Dans leur livre “Reminiscence”, Benedict Esche et Benedikt Hartl dressent le portrait de la relation particulière entre le bâtiment et l’architecte. Ils y donnent la parole à des architectes pionniers qui écrivent sur leur empreinte architecturale et son influence sur leur propre travail. Ici, Alejandro Aravena, lauréat du prix Pritzker, parle d’un ordre à la fois strict et aléatoire, qui est naturel et fait office de modèle :
Arbitraire, injustifiable, vanité, futilité, caprice, merveilleux, superficialité, superflu. Nous sommes en guerre contre tout cela. Nos balles et nos munitions sont les contraintes et les certitudes inavouables du bon sens. Les architectures qui nous inspirent sont guidées par les lois strictes de la simplicité. Ce sont ces forces qui ne peuvent pas être niées comme la gravité ou la loi de la simplicité des moyens et des possibilités. Créer un maximum de sens avec un minimum d’efforts. C’est le pouvoir de la synthèse qui s’exprime clairement dans des projets comme ce mur de bûches empilées dans une vallée des Andes.

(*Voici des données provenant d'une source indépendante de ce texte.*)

use std::collections::HashMap;
use std::sync::RwLock;

use async_trait::async_trait;
use chrono::Utc;

use crate::errors::CoreError;
use crate::models::holding::Holding;
use crate::models::portfolio::Portfolio;

use super::traits::PortfolioStore;

/// In-memory `PortfolioStore` backed by a `HashMap` behind an `RwLock`.
///
/// Whole documents are cloned in and out under the lock, so each write is
/// atomic per document exactly as the trait requires. Suitable for tests
/// and for embedders that don't need durable storage.
#[derive(Debug, Default)]
pub struct MemoryStore {
    documents: RwLock<HashMap<String, Portfolio>>,
}

impl MemoryStore {
    pub fn new() -> Self {
        Self::default()
    }

    /// Number of portfolio documents currently stored.
    #[must_use]
    pub fn len(&self) -> usize {
        self.documents.read().map(|d| d.len()).unwrap_or(0)
    }

    #[must_use]
    pub fn is_empty(&self) -> bool {
        self.len() == 0
    }
}

#[async_trait]
impl PortfolioStore for MemoryStore {
    async fn find_one(&self, user_id: &str) -> Result<Option<Portfolio>, CoreError> {
        let documents = self
            .documents
            .read()
            .map_err(|e| CoreError::Persistence(e.to_string()))?;
        Ok(documents.get(user_id).cloned())
    }

    async fn upsert_items(
        &self,
        user_id: &str,
        items: Vec<Holding>,
    ) -> Result<Portfolio, CoreError> {
        let mut documents = self
            .documents
            .write()
            .map_err(|e| CoreError::Persistence(e.to_string()))?;
        let doc = documents
            .entry(user_id.to_string())
            .or_insert_with(|| Portfolio::new(user_id));
        doc.items = items;
        doc.updated_at = Utc::now();
        Ok(doc.clone())
    }

    async fn save(&self, portfolio: &Portfolio) -> Result<(), CoreError> {
        let mut documents = self
            .documents
            .write()
            .map_err(|e| CoreError::Persistence(e.to_string()))?;
        documents.insert(portfolio.user_id.clone(), portfolio.clone());
        Ok(())
    }

    async fn delete(&self, user_id: &str) -> Result<bool, CoreError> {
        let mut documents = self
            .documents
            .write()
            .map_err(|e| CoreError::Persistence(e.to_string()))?;
        Ok(documents.remove(user_id).is_some())
    }
}
use thiserror::Error;

/// Unified error type for the entire cryptofolio-core library.
/// Every fallible public function returns `Result<T, CoreError>`.
#[derive(Debug, Error)]
pub enum CoreError {
    // ── Business Logic ──────────────────────────────────────────────
    #[error("Validation failed: {0}")]
    Validation(String),

    #[error("Portfolio not found for user: {0}")]
    PortfolioNotFound(String),

    #[error("Holding not found: {0}")]
    HoldingNotFound(String),

    #[error("Holding already exists for symbol: {0}")]
    SymbolExists(String),

    #[error("Portfolio item limit of {limit} exceeded ({count} items)")]
    LimitExceeded { count: usize, limit: usize },

    // ── Persistence ─────────────────────────────────────────────────
    #[error("Persistence failure: {0}")]
    Persistence(String),

    // ── Serialization ───────────────────────────────────────────────
    #[error("Serialization error: {0}")]
    Serialization(String),
}

impl From<serde_json::Error> for CoreError {
    fn from(e: serde_json::Error) -> Self {
        CoreError::Serialization(e.to_string())
    }
}
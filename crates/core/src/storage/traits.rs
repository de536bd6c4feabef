use async_trait::async_trait;

use crate::errors::CoreError;
use crate::models::holding::Holding;
use crate::models::portfolio::Portfolio;

/// Trait abstraction over the document persistence backend.
///
/// One portfolio document per user, keyed by the opaque user identifier.
/// Implementations must guarantee that a single write of a whole document
/// (`save` or `upsert_items`) is atomic with respect to other readers and
/// writers of that same document; nothing stronger is assumed — no
/// cross-document transactions, no application-level locking.
#[async_trait]
pub trait PortfolioStore: Send + Sync {
    /// Fetch a user's portfolio document, if one exists. Never creates one.
    async fn find_one(&self, user_id: &str) -> Result<Option<Portfolio>, CoreError>;

    /// Set a user's item list in one atomic write, creating the document if
    /// absent. Returns the stored document.
    async fn upsert_items(
        &self,
        user_id: &str,
        items: Vec<Holding>,
    ) -> Result<Portfolio, CoreError>;

    /// Persist a whole document in one atomic write, creating it if absent.
    async fn save(&self, portfolio: &Portfolio) -> Result<(), CoreError>;

    /// Drop a user's portfolio document. Used when the owning account is
    /// deleted. Returns whether a document existed.
    async fn delete(&self, user_id: &str) -> Result<bool, CoreError>;
}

L’image combine la contrainte d’un seul matériau (le bois), d’un seul principe structurel (l’empilement de poids) et d’une seule hauteur continue, tout en présentant une combinaison variée de physicalité presque musclée, de présence énigmatique et de calme archaïque. La construction binaire n’est pas schématique, mais une observation attentive permet de reconnaître l’ordre renforcé par des poutres en bois dans deux directions. Les bûches remplissent l’espace entre les piliers, empilées dans un ordre à la fois strict et aléatoire. Rien n’est caché et c’est pour moi de la magie avec les manches retroussées. Sans prétention et simple, mais jamais mauvais, il atteint dans la somme de tous ces éléments et principes exactement ce que nous recherchons dans nos propres projets : Le naturel, tout simplement – comme la vie elle-même.